▸ **Problem details**: Beginning at the line containing "repository 17f0efb3c72f5766" in the material below and ending at the line containing "-> Result<RecapSummary, WeeklyRecapError>", return each line exactly and add nothing.

'''

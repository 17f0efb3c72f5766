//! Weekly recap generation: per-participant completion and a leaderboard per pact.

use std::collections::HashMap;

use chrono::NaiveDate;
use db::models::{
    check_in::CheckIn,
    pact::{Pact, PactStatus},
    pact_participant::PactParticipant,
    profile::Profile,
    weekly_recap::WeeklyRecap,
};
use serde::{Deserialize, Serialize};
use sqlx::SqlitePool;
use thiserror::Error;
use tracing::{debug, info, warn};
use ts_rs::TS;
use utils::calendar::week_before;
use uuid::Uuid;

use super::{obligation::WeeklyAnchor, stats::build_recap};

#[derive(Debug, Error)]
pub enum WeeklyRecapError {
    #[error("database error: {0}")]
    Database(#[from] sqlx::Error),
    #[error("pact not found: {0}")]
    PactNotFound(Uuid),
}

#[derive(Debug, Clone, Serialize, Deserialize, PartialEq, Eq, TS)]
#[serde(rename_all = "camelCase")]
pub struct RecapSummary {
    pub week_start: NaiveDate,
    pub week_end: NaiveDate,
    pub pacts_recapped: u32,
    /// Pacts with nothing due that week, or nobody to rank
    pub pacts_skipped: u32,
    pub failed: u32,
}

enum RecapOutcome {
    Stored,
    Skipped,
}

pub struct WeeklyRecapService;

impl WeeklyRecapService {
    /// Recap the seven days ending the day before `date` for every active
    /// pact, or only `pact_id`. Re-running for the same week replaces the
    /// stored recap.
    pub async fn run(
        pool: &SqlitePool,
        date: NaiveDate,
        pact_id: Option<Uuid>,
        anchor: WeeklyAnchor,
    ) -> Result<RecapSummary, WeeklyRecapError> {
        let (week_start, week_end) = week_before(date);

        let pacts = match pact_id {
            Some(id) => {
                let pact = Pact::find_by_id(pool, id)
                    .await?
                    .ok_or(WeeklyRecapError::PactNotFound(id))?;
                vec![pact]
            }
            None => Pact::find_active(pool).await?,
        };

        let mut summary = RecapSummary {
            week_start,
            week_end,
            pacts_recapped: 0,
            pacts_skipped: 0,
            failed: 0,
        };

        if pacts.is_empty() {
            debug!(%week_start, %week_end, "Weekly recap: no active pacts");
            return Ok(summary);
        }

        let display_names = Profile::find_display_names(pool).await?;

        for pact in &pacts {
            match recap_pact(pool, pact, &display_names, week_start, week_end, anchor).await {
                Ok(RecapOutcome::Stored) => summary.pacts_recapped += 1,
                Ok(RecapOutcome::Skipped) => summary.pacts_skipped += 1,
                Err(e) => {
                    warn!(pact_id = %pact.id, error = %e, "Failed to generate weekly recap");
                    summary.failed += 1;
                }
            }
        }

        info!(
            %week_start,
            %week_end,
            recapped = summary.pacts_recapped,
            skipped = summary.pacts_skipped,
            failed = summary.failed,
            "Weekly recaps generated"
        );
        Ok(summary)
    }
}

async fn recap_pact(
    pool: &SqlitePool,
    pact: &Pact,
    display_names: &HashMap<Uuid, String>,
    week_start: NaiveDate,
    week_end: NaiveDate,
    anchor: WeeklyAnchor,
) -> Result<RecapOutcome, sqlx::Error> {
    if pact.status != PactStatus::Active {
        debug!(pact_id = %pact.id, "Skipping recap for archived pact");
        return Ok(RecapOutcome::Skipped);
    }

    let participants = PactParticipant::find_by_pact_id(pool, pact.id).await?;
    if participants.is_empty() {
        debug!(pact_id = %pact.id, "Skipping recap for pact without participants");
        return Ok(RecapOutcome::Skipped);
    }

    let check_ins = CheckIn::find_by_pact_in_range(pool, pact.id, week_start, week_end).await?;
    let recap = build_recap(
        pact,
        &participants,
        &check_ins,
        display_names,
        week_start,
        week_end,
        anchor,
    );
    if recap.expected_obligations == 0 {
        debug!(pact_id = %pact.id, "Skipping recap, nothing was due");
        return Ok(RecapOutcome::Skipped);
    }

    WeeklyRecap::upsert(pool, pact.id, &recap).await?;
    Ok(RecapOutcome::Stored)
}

'''
'''

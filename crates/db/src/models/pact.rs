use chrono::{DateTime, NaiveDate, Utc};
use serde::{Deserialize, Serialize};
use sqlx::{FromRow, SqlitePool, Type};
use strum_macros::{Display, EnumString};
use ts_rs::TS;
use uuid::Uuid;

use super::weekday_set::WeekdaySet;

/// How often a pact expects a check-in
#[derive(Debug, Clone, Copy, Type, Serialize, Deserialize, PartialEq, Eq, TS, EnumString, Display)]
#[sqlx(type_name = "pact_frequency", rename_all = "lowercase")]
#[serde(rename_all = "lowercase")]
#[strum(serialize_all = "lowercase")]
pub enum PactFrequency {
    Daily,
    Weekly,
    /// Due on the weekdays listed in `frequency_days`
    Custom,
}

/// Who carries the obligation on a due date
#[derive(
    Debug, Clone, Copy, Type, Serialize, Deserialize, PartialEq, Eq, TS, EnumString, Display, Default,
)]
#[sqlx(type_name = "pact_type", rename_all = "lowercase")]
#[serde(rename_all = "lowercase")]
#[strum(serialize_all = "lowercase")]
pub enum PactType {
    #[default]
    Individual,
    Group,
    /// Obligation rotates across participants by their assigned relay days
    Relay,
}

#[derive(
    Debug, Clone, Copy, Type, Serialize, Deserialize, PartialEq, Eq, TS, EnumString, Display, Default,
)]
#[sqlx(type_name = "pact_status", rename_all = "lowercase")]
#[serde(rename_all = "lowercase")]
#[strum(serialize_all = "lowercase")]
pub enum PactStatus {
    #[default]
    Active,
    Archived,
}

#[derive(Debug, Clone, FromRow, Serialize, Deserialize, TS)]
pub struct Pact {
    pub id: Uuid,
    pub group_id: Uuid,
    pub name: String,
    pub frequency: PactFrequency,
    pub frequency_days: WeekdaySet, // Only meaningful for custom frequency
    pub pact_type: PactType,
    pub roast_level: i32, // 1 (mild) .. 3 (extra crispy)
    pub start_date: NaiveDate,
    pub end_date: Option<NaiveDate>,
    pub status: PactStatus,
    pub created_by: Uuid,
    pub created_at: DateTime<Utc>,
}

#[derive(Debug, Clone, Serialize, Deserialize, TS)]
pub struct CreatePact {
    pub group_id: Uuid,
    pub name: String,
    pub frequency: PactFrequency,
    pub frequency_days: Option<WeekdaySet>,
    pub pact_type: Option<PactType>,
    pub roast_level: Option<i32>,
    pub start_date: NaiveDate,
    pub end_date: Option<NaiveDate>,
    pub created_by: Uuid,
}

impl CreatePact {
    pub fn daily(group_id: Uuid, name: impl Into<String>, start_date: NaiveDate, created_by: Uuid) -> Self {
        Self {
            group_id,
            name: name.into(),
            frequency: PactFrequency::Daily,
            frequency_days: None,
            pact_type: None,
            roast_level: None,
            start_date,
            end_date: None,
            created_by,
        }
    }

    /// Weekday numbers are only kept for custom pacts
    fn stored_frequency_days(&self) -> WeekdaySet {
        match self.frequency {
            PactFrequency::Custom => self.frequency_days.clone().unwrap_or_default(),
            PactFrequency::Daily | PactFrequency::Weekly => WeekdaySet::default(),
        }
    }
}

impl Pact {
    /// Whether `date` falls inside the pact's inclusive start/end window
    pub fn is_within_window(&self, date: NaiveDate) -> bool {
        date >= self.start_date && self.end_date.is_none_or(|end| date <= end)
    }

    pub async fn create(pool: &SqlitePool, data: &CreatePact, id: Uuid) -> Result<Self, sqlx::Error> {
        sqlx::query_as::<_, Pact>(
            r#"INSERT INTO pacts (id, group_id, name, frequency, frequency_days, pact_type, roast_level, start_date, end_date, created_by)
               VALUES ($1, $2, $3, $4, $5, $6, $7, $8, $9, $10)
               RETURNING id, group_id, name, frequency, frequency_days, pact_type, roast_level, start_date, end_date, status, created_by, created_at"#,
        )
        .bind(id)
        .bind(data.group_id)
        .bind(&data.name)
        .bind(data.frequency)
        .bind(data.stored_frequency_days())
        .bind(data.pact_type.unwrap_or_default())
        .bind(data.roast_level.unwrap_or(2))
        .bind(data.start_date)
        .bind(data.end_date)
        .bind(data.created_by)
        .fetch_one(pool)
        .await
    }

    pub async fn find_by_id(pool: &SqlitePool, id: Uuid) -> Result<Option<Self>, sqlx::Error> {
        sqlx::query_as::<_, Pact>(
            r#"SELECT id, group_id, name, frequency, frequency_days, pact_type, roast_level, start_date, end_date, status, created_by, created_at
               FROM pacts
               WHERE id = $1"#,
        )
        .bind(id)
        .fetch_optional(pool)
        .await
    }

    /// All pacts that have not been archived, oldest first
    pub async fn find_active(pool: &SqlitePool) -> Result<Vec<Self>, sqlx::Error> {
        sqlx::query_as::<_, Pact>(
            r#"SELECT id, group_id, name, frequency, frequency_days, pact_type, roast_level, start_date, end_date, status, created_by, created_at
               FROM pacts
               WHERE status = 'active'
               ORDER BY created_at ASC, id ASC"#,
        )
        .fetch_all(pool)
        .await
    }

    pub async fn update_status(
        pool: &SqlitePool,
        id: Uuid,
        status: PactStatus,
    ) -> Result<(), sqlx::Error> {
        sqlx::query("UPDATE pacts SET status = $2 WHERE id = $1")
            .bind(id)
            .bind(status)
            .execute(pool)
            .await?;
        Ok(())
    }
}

'''
'''

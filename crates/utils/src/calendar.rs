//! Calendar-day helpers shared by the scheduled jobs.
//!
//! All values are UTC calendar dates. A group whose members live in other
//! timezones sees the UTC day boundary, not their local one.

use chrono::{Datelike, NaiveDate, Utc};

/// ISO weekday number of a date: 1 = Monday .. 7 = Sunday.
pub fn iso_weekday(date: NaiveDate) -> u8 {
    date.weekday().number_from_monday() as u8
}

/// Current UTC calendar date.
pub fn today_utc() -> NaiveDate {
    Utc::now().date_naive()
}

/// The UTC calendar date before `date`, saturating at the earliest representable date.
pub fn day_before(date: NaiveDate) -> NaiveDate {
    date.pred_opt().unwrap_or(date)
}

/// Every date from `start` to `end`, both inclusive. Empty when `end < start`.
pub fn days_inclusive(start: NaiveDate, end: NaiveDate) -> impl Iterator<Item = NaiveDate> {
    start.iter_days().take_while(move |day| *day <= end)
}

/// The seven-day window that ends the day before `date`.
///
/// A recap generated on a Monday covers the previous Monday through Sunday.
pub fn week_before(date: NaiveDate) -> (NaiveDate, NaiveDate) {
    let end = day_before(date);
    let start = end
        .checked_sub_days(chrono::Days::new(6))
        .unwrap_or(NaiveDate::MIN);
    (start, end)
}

'''

▸ **Written solution**:
repository 17f0efb3c72f5766
//! Weekly recap generation: per-participant completion and a leaderboard per pact.

use std::collections::HashMap;

use chrono::NaiveDate;
use db::models::{
    check_in::CheckIn,
    pact::{Pact, PactStatus},
    pact_participant::PactParticipant,
    profile::Profile,
    weekly_recap::WeeklyRecap,
};
use serde::{Deserialize, Serialize};
use sqlx::SqlitePool;
use thiserror::Error;
use tracing::{debug, info, warn};
use ts_rs::TS;
use utils::calendar::week_before;
use uuid::Uuid;

use super::{obligation::WeeklyAnchor, stats::build_recap};

#[derive(Debug, Error)]
pub enum WeeklyRecapError {
    #[error("database error: {0}")]
    Database(#[from] sqlx::Error),
    #[error("pact not found: {0}")]
    PactNotFound(Uuid),
}

#[derive(Debug, Clone, Serialize, Deserialize, PartialEq, Eq, TS)]
#[serde(rename_all = "camelCase")]
pub struct RecapSummary {
    pub week_start: NaiveDate,
    pub week_end: NaiveDate,
    pub pacts_recapped: u32,
    /// Pacts with nothing due that week, or nobody to rank
    pub pacts_skipped: u32,
    pub failed: u32,
}

enum RecapOutcome {
    Stored,
    Skipped,
}

pub struct WeeklyRecapService;

impl WeeklyRecapService {
    /// Recap the seven days ending the day before `date` for every active
    /// pact, or only `pact_id`. Re-running for the same week replaces the
    /// stored recap.
    pub async fn run(
        pool: &SqlitePool,
        date: NaiveDate,
        pact_id: Option<Uuid>,
        anchor: WeeklyAnchor,
    ) -> Result<RecapSummary, WeeklyRecapError> {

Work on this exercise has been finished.